Fehr, saying the atmosphere reminds him of the 50-day strike of 1981, was even more gloomy.

"At this point, I see no reason to believe anything of significance will occur today or any time soon," Fehr said. "Nothing else is scheduled."

Ravitch today repeated the theme of the owners' argument, that they need control over player costs, and that a salary cap would do it.

"We guarantee the players they will make no less . . . but we need control over the player costs," Ravitch said on NBC's "Today" show.

Fehr, who also appeared on the program, repeated the union's contention that the owners were trying to resolve their revenue-sharing problems by making the players pay for it.

"If the owners have problems, they have to solve them, not the players," Fehr said.

Both Fehr and Ravitch were glum at the start of what could be baseball's final day of the season.

Anyone looking for a hopeful sign might see one in Ravitch's comment: "We are willing to compromise.
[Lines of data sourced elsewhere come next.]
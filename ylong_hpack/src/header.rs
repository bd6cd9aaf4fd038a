// Copyright (c) 2023 Huawei Device Co., Ltd.
// Licensed under the Apache License, Version 2.0 (the "License");
// you may not use this file except in compliance with the License.
// You may obtain a copy of the License at
//
//     http://www.apache.org/licenses/LICENSE-2.0
//
// Unless required by applicable law or agreed to in writing, software
// distributed under the License is distributed on an "AS IS" BASIS,
// WITHOUT WARRANTIES OR CONDITIONS OF ANY KIND, either express or implied.
// See the License for the specific language governing permissions and
// limitations under the License.

//! Header field entity shared by the table and its callers.

use crate::table::entry_size;

/// A single header field: a name, an optional value and whether the field may
/// enter a compression context.
///
/// A `Header` without a value is produced by [`HeaderTable::search`] for
/// name-only matches. A header built by [`Header::never_indexed`] must never
/// be inserted into a dynamic table, neither by the encoder that sends it nor
/// by any intermediary that forwards it.
///
/// Tables store their own copies of names and values, so changing a `Header`
/// after it has been added has no effect on the table.
///
/// [`HeaderTable::search`]: crate::HeaderTable::search
///
/// # Examples
///
/// ```
/// use ylong_hpack::Header;
///
/// let header = Header::new("cache-control", "no-cache");
/// assert_eq!(header.name(), b"cache-control");
/// assert_eq!(header.value(), Some(&b"no-cache"[..]));
/// assert!(header.is_indexable());
///
/// let secret = Header::never_indexed("authorization", "Bearer 123");
/// assert!(!secret.is_indexable());
/// assert_ne!(secret, Header::new("authorization", "Bearer 123"));
/// ```
#[derive(Debug, Clone, PartialEq, Eq, Hash)]
pub struct Header {
    name: Vec<u8>,
    value: Option<Vec<u8>>,
    indexable: bool,
}

impl Header {
    /// Creates an indexable `Header` with the given name and value.
    pub fn new<N, V>(name: N, value: V) -> Self
    where
        N: Into<Vec<u8>>,
        V: Into<Vec<u8>>,
    {
        Self {
            name: name.into(),
            value: Some(value.into()),
            indexable: true,
        }
    }

    /// Creates a `Header` that must never be added to a dynamic table.
    pub fn never_indexed<N, V>(name: N, value: V) -> Self
    where
        N: Into<Vec<u8>>,
        V: Into<Vec<u8>>,
    {
        Self {
            name: name.into(),
            value: Some(value.into()),
            indexable: false,
        }
    }

    /// Creates an indexable `Header` carrying only a name.
    pub fn name_only<N: Into<Vec<u8>>>(name: N) -> Self {
        Self {
            name: name.into(),
            value: None,
            indexable: true,
        }
    }

    /// Gets the field name.
    pub fn name(&self) -> &[u8] {
        &self.name
    }

    /// Gets the value, or `None` if this header only names a field.
    pub fn value(&self) -> Option<&[u8]> {
        self.value.as_deref()
    }

    /// Checks whether this header may be inserted into a dynamic table.
    pub fn is_indexable(&self) -> bool {
        self.indexable
    }

    /// Replaces the field name.
    pub fn set_name<N: Into<Vec<u8>>>(&mut self, name: N) {
        self.name = name.into();
    }

    /// Sets the value, turning a name-only header into a full one.
    pub fn set_value<V: Into<Vec<u8>>>(&mut self, value: V) {
        self.value = Some(value.into());
    }

    /// Splits the header into its name and value.
    pub fn into_parts(self) -> (Vec<u8>, Option<Vec<u8>>) {
        (self.name, self.value)
    }

    /// Gets the size this header occupies in a table or a header list, with
    /// an absent value counted as empty.
    pub fn size(&self) -> usize {
        entry_size(&self.name, self.value().unwrap_or_default())
    }
}

impl<N, V> From<(N, V)> for Header
where
    N: Into<Vec<u8>>,
    V: Into<Vec<u8>>,
{
    fn from((name, value): (N, V)) -> Self {
        Header::new(name, value)
    }
}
Ours is not a rigid offer."

Fehr said hope would not end with the strike.

"If you can't get it done today," he said, "you keep trying."

Even before Wednesday night's games, Cincinnati Reds players already were wearing T-shirts that said: "On Strike."

A walkout would imperil the final 52 days and 668 games of the regular season. And it would threaten the World Series, which has been played annually since 1905.

"Of course the situation is distressing, no question about it," executive council chairman Bud Selig said in Milwaukee. "I'm still very much a fan at heart. But we are where we are because we have economic problems that should have been resolved long ago but were ignored or repressed."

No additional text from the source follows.